Nulle part, dans l’…, la vie des oiseaux n’est innombrable et encombrante comme ici. Leurs cris, à cette heure, sont les seuls bruits qui montent jusqu’à moi ; mais ils emplissent le silence de ces terrasses, ils font vibrer tous ces pâles marbres sonores. Aux approches du crépuscule, un triage par espèce s’opère dans le tourbillon ailé ; tel arbre, au-dessous de moi, commence à devenir noir de corbeaux ; un autre est entièrement garni de perruches, qui font comme des feuilles trop vertes sur ses branches mortes. Et des aigles au corps blanc, de grands vautours chauves, dans le carrousel abandonné, se promènent par terre, comme des bêtes de basse-cour.

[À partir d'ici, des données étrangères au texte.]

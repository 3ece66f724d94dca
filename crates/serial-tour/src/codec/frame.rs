//! Framed bincode payloads with optional zstd compression.
//!
//! Wire layout:
//! - Uncompressed: `SERT` magic + version + flags + bincode payload
//! - Compressed: `SERTZ` magic + varint uncompressed size + zstd(uncompressed frame)
//!
//! The flags byte records the integer encoding of the payload, so a frame
//! decodes without the caller knowing which encoding produced it.

use std::io::Read;

use serde::Serialize;
use serde::de::DeserializeOwned;

use crate::codec::binary::{decode_with, encode_with};
use crate::codec::primitives::{Reader, Writer};
use crate::codec::{CodecOptions, IntEncoding};
use crate::error::{DecodeError, EncodeError};
use crate::limits::{
    FLAG_VARINT, FLAGS_KNOWN, FORMAT_VERSION, MAGIC_COMPRESSED, MAGIC_UNCOMPRESSED,
    MAX_INITIAL_CAPACITY, MIN_FORMAT_VERSION,
};

const HEADER_LEN: usize = MAGIC_UNCOMPRESSED.len() + 2;

// =============================================================================
// DECODING
// =============================================================================

/// Decompresses a `SERTZ` frame, returning the uncompressed `SERT` frame.
pub fn decompress(input: &[u8], options: &CodecOptions) -> Result<Vec<u8>, DecodeError> {
    if input.len() < MAGIC_COMPRESSED.len() {
        return Err(DecodeError::UnexpectedEof { context: "magic" });
    }
    if &input[..MAGIC_COMPRESSED.len()] != MAGIC_COMPRESSED {
        return Err(invalid_magic(input));
    }
    decompress_zstd(&input[MAGIC_COMPRESSED.len()..], options.max_size)
}

/// Decodes a value from a compressed or uncompressed frame.
///
/// Compression is detected from the magic bytes. The integer encoding comes
/// from the frame flags; `options` only supplies the size limit, which bounds
/// the whole uncompressed frame.
pub fn decode_framed<T: DeserializeOwned>(
    input: &[u8],
    options: &CodecOptions,
) -> Result<T, DecodeError> {
    if input.len() < MAGIC_UNCOMPRESSED.len() {
        return Err(DecodeError::UnexpectedEof { context: "magic" });
    }

    if input.starts_with(MAGIC_COMPRESSED) {
        let frame = decompress(input, options)?;
        tracing::trace!(compressed = input.len(), uncompressed = frame.len(), "decompressed frame");
        decode_uncompressed(&frame, options)
    } else if input.starts_with(MAGIC_UNCOMPRESSED) {
        decode_uncompressed(input, options)
    } else {
        Err(invalid_magic(input))
    }
}

fn decode_uncompressed<T: DeserializeOwned>(
    input: &[u8],
    options: &CodecOptions,
) -> Result<T, DecodeError> {
    if input.len() as u64 > options.max_size {
        return Err(DecodeError::LengthExceedsLimit {
            field: "frame",
            len: input.len() as u64,
            max: options.max_size,
        });
    }

    let mut reader = Reader::new(input);

    let magic = reader.read_bytes(MAGIC_UNCOMPRESSED.len(), "magic")?;
    if magic != MAGIC_UNCOMPRESSED {
        return Err(invalid_magic(input));
    }

    let version = reader.read_byte("version")?;
    if !(MIN_FORMAT_VERSION..=FORMAT_VERSION).contains(&version) {
        return Err(DecodeError::UnsupportedVersion { version });
    }

    let flags = reader.read_byte("flags")?;
    if flags & !FLAGS_KNOWN != 0 {
        return Err(DecodeError::ReservedBitsSet {
            context: "frame flags",
            bits: flags & !FLAGS_KNOWN,
        });
    }
    let int_encoding = if flags & FLAG_VARINT != 0 {
        IntEncoding::Varint
    } else {
        IntEncoding::Fixed
    };

    decode_with(reader.remaining(), int_encoding, options.max_size)
}

fn decompress_zstd(compressed: &[u8], max_size: u64) -> Result<Vec<u8>, DecodeError> {
    let mut reader = Reader::new(compressed);
    let declared = reader.read_varint("uncompressed_size")?;

    if declared > max_size {
        return Err(DecodeError::LengthExceedsLimit {
            field: "uncompressed_size",
            len: declared,
            max: max_size,
        });
    }
    let declared_size = declared as usize;

    let decoder = zstd::Decoder::new(reader.remaining())
        .map_err(|e| DecodeError::DecompressionFailed(e.to_string()))?;

    // Read one byte past the declared size so an oversized stream is caught
    // without inflating it completely.
    let mut decompressed = Vec::with_capacity(declared_size.min(MAX_INITIAL_CAPACITY));
    decoder
        .take(declared + 1)
        .read_to_end(&mut decompressed)
        .map_err(|e| DecodeError::DecompressionFailed(e.to_string()))?;

    if decompressed.len() != declared_size {
        return Err(DecodeError::UncompressedSizeMismatch {
            declared: declared_size,
            actual: decompressed.len(),
        });
    }

    Ok(decompressed)
}

fn invalid_magic(input: &[u8]) -> DecodeError {
    let mut found = [0u8; 4];
    let n = input.len().min(4);
    found[..n].copy_from_slice(&input[..n]);
    DecodeError::InvalidMagic { found }
}

// =============================================================================
// ENCODING
// =============================================================================

/// Encodes a value as an uncompressed `SERT` frame.
///
/// The size limit applies to the whole frame, header included.
pub fn encode_framed<T: Serialize + ?Sized>(
    value: &T,
    options: &CodecOptions,
) -> Result<Vec<u8>, EncodeError> {
    let payload = encode_with(value, options.int_encoding, options.max_size)?;

    let flags = match options.int_encoding {
        IntEncoding::Fixed => 0,
        IntEncoding::Varint => FLAG_VARINT,
    };

    let mut writer = Writer::with_capacity(HEADER_LEN + payload.len());
    writer.write_bytes(MAGIC_UNCOMPRESSED);
    writer.write_byte(FORMAT_VERSION);
    writer.write_byte(flags);
    writer.write_bytes(&payload);
    let frame = writer.into_bytes();

    if frame.len() as u64 > options.max_size {
        return Err(EncodeError::LengthExceedsLimit {
            field: "frame",
            len: frame.len() as u64,
            max: options.max_size,
        });
    }
    Ok(frame)
}

/// Encodes a value as a zstd-compressed `SERTZ` frame.
///
/// The size limit applies to the uncompressed frame, as in [`encode_framed`].
pub fn encode_framed_compressed<T: Serialize + ?Sized>(
    value: &T,
    options: &CodecOptions,
) -> Result<Vec<u8>, EncodeError> {
    let uncompressed = encode_framed(value, options)?;

    let compressed = zstd::encode_all(uncompressed.as_slice(), options.compression_level)
        .map_err(|e| EncodeError::CompressionFailed(e.to_string()))?;

    let mut writer = Writer::with_capacity(MAGIC_COMPRESSED.len() + 10 + compressed.len());
    writer.write_bytes(MAGIC_COMPRESSED);
    writer.write_varint(uncompressed.len() as u64);
    writer.write_bytes(&compressed);
    Ok(writer.into_bytes())
}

Au loin dans les plaines, on voit des coupoles blanches, de cette blancheur diaphane des marbres qu’aucune peinture, aucun revêtement ne saurait imiter ; elles émergent ça et là du brouillard de poussière qui traîne sur le sol, et qui bleuit ou s’irise avec le soir. Ce sont les demeures actuelles des princesses qui jadis promenaient ici, dans ce haut palais, leurs mousselines lamées d’or, leurs pierreries, leurs belles gorges dévoilées. Et le plus grand de ces dômes est le Taje, l’incomparable Taje, où la grande sultane Montaz-i-Mahal dort depuis deux cent soixante dix ans. »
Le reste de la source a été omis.